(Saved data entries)

==*==

mod commands;

use clap::{Parser, Subcommand};
use clap_complete::Shell;
use commands::{EXIT_BOOTSTRAP_ERROR, EXIT_CONFIG_ERROR, EXIT_FAILURE};
use hearth_core::install_signal_handler;
use std::path::PathBuf;
use std::process::ExitCode;

#[derive(Debug, Parser)]
#[command(
    name = "hearth",
    version,
    about = "Bootstrap and lifecycle management for an embedded search engine"
)]
struct Cli {
    /// Directory of the configuration store.
    #[arg(long, default_value = "~/.local/share/hearth", global = true)]
    store: String,

    /// Output results as structured JSON.
    #[arg(long, default_value_t = false, global = true)]
    json: bool,

    /// Enable verbose (debug) logging output.
    #[arg(short, long, default_value_t = false, global = true)]
    verbose: bool,

    /// Enable trace-level logging (more detailed than --verbose).
    #[arg(long, default_value_t = false, global = true)]
    trace: bool,

    #[command(subcommand)]
    command: Commands,
}

#[derive(Debug, Subcommand)]
enum Commands {
    /// Bootstrap the engine and run until interrupted.
    Start {
        /// Engine settings file (TOML).
        #[arg(long)]
        settings: Option<PathBuf>,
        /// Engine home directory (overrides settings and HEARTH_HOME).
        #[arg(long)]
        home: Option<PathBuf>,
        /// Schema location: URL, file path, or bundled name.
        #[arg(long)]
        schema: Option<String>,
        /// Engine config location: URL, file path, or bundled name.
        #[arg(long)]
        config: Option<String>,
        /// Stop immediately after a successful start.
        #[arg(long, default_value_t = false)]
        once: bool,
    },
    /// Show which strategy resolves a resource name.
    Resolve {
        /// URL, file path, or bundled name.
        name: String,
    },
    /// Copy bundled default files into a directory without overwriting.
    Deploy {
        /// Destination directory.
        dir: PathBuf,
        /// Files to deploy (defaults to every bundled file).
        names: Vec<String>,
    },
    /// Ensure the engine's logging configuration exists and print it.
    LogConfig,
    /// Generate shell completions for bash, zsh, fish, elvish, or powershell.
    Completions {
        /// Shell to generate completions for.
        shell: Shell,
    },
    /// Generate man pages in the specified directory.
    ManPages {
        /// Output directory for man pages.
        #[arg(default_value = "man")]
        dir: PathBuf,
    },
}

fn main() -> ExitCode {
    let default_hook = std::panic::take_hook();
    std::panic::set_hook(Box::new(move |info| {
        let msg = info.to_string();
        if msg.contains("Broken pipe")
            || msg.contains("broken pipe")
            || msg.contains("os error 32")
            || msg.contains("failed printing to stdout")
        {
            std::process::exit(0);
        }
        default_hook(info);
    }));

    let cli = Cli::parse();

    let default_level = if cli.trace {
        "trace"
    } else if cli.verbose {
        "debug"
    } else {
        "warn"
    };
    tracing_subscriber::fmt()
        .with_env_filter(
            tracing_subscriber::EnvFilter::try_from_env("HEARTH_LOG")
                .unwrap_or_else(|_| tracing_subscriber::EnvFilter::new(default_level)),
        )
        .with_target(false)
        .without_time()
        .with_writer(std::io::stderr)
        .init();

    let store_path = expand_tilde(&cli.store);
    let json_output = cli.json;

    let result = match cli.command {
        Commands::Start {
            settings,
            home,
            schema,
            config,
            once,
        } => {
            install_signal_handler();
            commands::start::run(
                &store_path,
                &commands::start::StartOptions {
                    settings,
                    home,
                    schema,
                    config,
                    once,
                },
                json_output,
            )
        }
        Commands::Resolve { name } => commands::resolve::run(&name, json_output),
        Commands::Deploy { dir, names } => commands::deploy::run(&dir, &names, json_output),
        Commands::LogConfig => commands::log_config::run(&store_path, json_output),
        Commands::Completions { shell } => commands::completions::run::<Cli>(shell),
        Commands::ManPages { dir } => commands::man_pages::run::<Cli>(&dir),
    };

    match result {
        Ok(code) => ExitCode::from(code),
        Err(msg) => {
            eprintln!("error: {msg}");
            let code = if msg.starts_with("bootstrap failed:") {
                EXIT_BOOTSTRAP_ERROR
            } else if msg.starts_with("config store error:") || msg.starts_with("settings error:")
            {
                EXIT_CONFIG_ERROR
            } else {
                EXIT_FAILURE
            };
            ExitCode::from(code)
        }
    }
}

fn expand_tilde(path: &str) -> PathBuf {
    if let Some(stripped) = path.strip_prefix("~/") {
        if let Ok(home) = std::env::var("HOME") {
            return PathBuf::from(home).join(stripped);
        }
    }
    PathBuf::from(path)
}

==*==

Work task> Word for word, please print every line from the beginning of the records to the line bearing "use std::process::ExitCode;", counting both ends and stopping there.

Task response>
mod commands;

use clap::{Parser, Subcommand};
use clap_complete::Shell;
use commands::{EXIT_BOOTSTRAP_ERROR, EXIT_CONFIG_ERROR, EXIT_FAILURE};
use hearth_core::install_signal_handler;
use std::path::PathBuf;
use std::process::ExitCode;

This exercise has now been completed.